La Voie est par-delà les montagnes,
Son tracé s’estompe dans la brume céleste.

(Propos creux pouvant très bien passer pour un poème chinois)

C’était la deuxième fois de la semaine que je gravissais ce versant de montagne. Pour être plus précis, c’était la première fois que j’y suais sang et eau : la précédente escalade, je l’avais faite en 4x4, manière tout de même plus catholique d’attaquer une montagne presque sacrée. Mais cette fois-ci, je voulais prendre le temps de méditer et de réfléchir et puis, à dire vrai, j’avais un paquet de calories à perdre car, depuis huit jours, je n’étais pas en carême...

Mais, je vais essayer de vous remettre tout ça dans l’ordre, sinon, je sens que vous allez avoir des difficultés à suivre... Pour ceux qui ne me connaissent pas encore, je m’appelle Delamarne. Je suis né dans un petit village « qu’a un nom pas du tout commun... » aurait chanté François Béranger -Mais qui chante encore François Béranger ?-, mais je m’égare encore dans des digressions inopportunes... Je vais vous le faire court : je suis né dans l’Ardèche et dans la dèche, et maintenant je travaille au Ministère de l’Intérieur et côté pognon, ça va un peu mieux...

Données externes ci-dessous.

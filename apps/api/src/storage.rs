//! Local filesystem storage helpers for uploaded and rendered documents.

use std::io::Write;
use std::path::Path;

use anyhow::{Context, Result};

/// Writes bytes to `path` atomically: the content lands in a temp file in the
/// same directory, then renames over the target. Readers never observe a
/// half-written file.
pub fn write_atomic(path: &Path, bytes: &[u8]) -> Result<()> {
    let parent = path
        .parent()
        .context("target path has no parent directory")?;
    std::fs::create_dir_all(parent)
        .with_context(|| format!("create directory {}", parent.display()))?;

    let mut tmp = tempfile::NamedTempFile::new_in(parent)
        .with_context(|| format!("create temp file in {}", parent.display()))?;
    tmp.write_all(bytes).context("write temp file")?;
    tmp.persist(path)
        .with_context(|| format!("rename into {}", path.display()))?;
    Ok(())
}

#[cfg(test)]
mod tests {
    use super::*;

    #[test]
    fn test_write_atomic_creates_parents_and_content() {
        let dir = tempfile::tempdir().unwrap();
        let target = dir.path().join("a/b/file.bin");
        write_atomic(&target, b"hello").unwrap();
        assert_eq!(std::fs::read(&target).unwrap(), b"hello");
    }

    #[test]
    fn test_write_atomic_overwrites_existing() {
        let dir = tempfile::tempdir().unwrap();
        let target = dir.path().join("file.bin");
        write_atomic(&target, b"one").unwrap();
        write_atomic(&target, b"two").unwrap();
        assert_eq!(std::fs::read(&target).unwrap(), b"two");
    }
}
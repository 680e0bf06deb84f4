//! PDF serialization of laid-out pages via printpdf.

use anyhow::{Context, Result};
use printpdf::{BuiltinFont, Color, IndirectFontRef, Mm, PdfDocument, Rgb};

use super::layout::{FontStyle, LaidOutPage, PAGE_HEIGHT_PT, PAGE_WIDTH_PT};

fn pt_to_mm(pt: f32) -> Mm {
    Mm(pt * 25.4 / 72.0)
}

fn rgb(color: (u8, u8, u8)) -> Color {
    Color::Rgb(Rgb::new(
        color.0 as f32 / 255.0,
        color.1 as f32 / 255.0,
        color.2 as f32 / 255.0,
        None,
    ))
}

struct Fonts {
    regular: IndirectFontRef,
    bold: IndirectFontRef,
    oblique: IndirectFontRef,
}

impl Fonts {
    fn for_style(&self, style: FontStyle) -> &IndirectFontRef {
        match style {
            FontStyle::Regular => &self.regular,
            FontStyle::Bold => &self.bold,
            FontStyle::Oblique => &self.oblique,
        }
    }
}

/// Serializes laid-out pages into PDF bytes.
pub fn render_pdf(pages: &[LaidOutPage], title: &str) -> Result<Vec<u8>> {
    let (doc, first_page, first_layer) = PdfDocument::new(
        title,
        pt_to_mm(PAGE_WIDTH_PT),
        pt_to_mm(PAGE_HEIGHT_PT),
        "content",
    );

    let fonts = Fonts {
        regular: doc
            .add_builtin_font(BuiltinFont::Helvetica)
            .context("add Helvetica")?,
        bold: doc
            .add_builtin_font(BuiltinFont::HelveticaBold)
            .context("add Helvetica-Bold")?,
        oblique: doc
            .add_builtin_font(BuiltinFont::HelveticaOblique)
            .context("add Helvetica-Oblique")?,
    };

    for (i, page) in pages.iter().enumerate() {
        let layer = if i == 0 {
            doc.get_page(first_page).get_layer(first_layer)
        } else {
            let (page_idx, layer_idx) =
                doc.add_page(pt_to_mm(PAGE_WIDTH_PT), pt_to_mm(PAGE_HEIGHT_PT), "content");
            doc.get_page(page_idx).get_layer(layer_idx)
        };

        for op in &page.ops {
            layer.set_fill_color(rgb(op.color));
            layer.use_text(
                op.text.clone(),
                op.size,
                pt_to_mm(op.x),
                pt_to_mm(op.y),
                fonts.for_style(op.style),
            );
        }
    }

    doc.save_to_bytes().context("serialize PDF")
}

#[cfg(test)]
mod tests {
    use super::*;
    use crate::render::layout::TextOp;

    #[test]
    fn test_pt_to_mm_letter_width() {
        // 612pt is exactly 215.9mm.
        assert!((pt_to_mm(612.0).0 - 215.9).abs() < 0.01);
    }

    #[test]
    fn test_render_produces_pdf_bytes() {
        let pages = vec![LaidOutPage {
            ops: vec![TextOp {
                x: 50.0,
                y: 742.0,
                size: 22.0,
                style: FontStyle::Bold,
                color: (0, 0, 0),
                text: "Asha Rao".to_string(),
            }],
        }];
        let bytes = render_pdf(&pages, "resume").unwrap();
        assert!(bytes.starts_with(b"%PDF"));
    }
}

Vous me direz qu’il y a une petite abstraction d’une quarantaine d’années dans mon CV, entre la dèche et le maintenant... C’est vrai, mais je vois bien que vous êtes trop curieux et que vous aimeriez savoir ce que j’ai pu faire pendant ce laps de temps... Mais chut ! Pas de ça Lisette ! C’est couvert en partie par le Secret Défense, parfois même par le Secret d’Etat et pour le reste, c’est surtout interdit par la censure et les règles de la bienséance... Je ne vous avouerai donc que mon dernier emploi, en forme de reclassement honorable pour services tordus à ma mère-patrie, ou à mon père-matrie parce que pour moi ça marche dans les deux sens, vu que mes deux parents étaient tous les deux Ardéchois au cœur fidèle... Je travaille désormais Place Beauvau, chez les rois du clavier à deux doigts, car même avec l’arrivée des ordinateurs modernes, on n’a toujours pas réussi à utiliser les huit autres... Concerto pour deux phalanges, pour dactylo-alpiniste de l’Annapurna.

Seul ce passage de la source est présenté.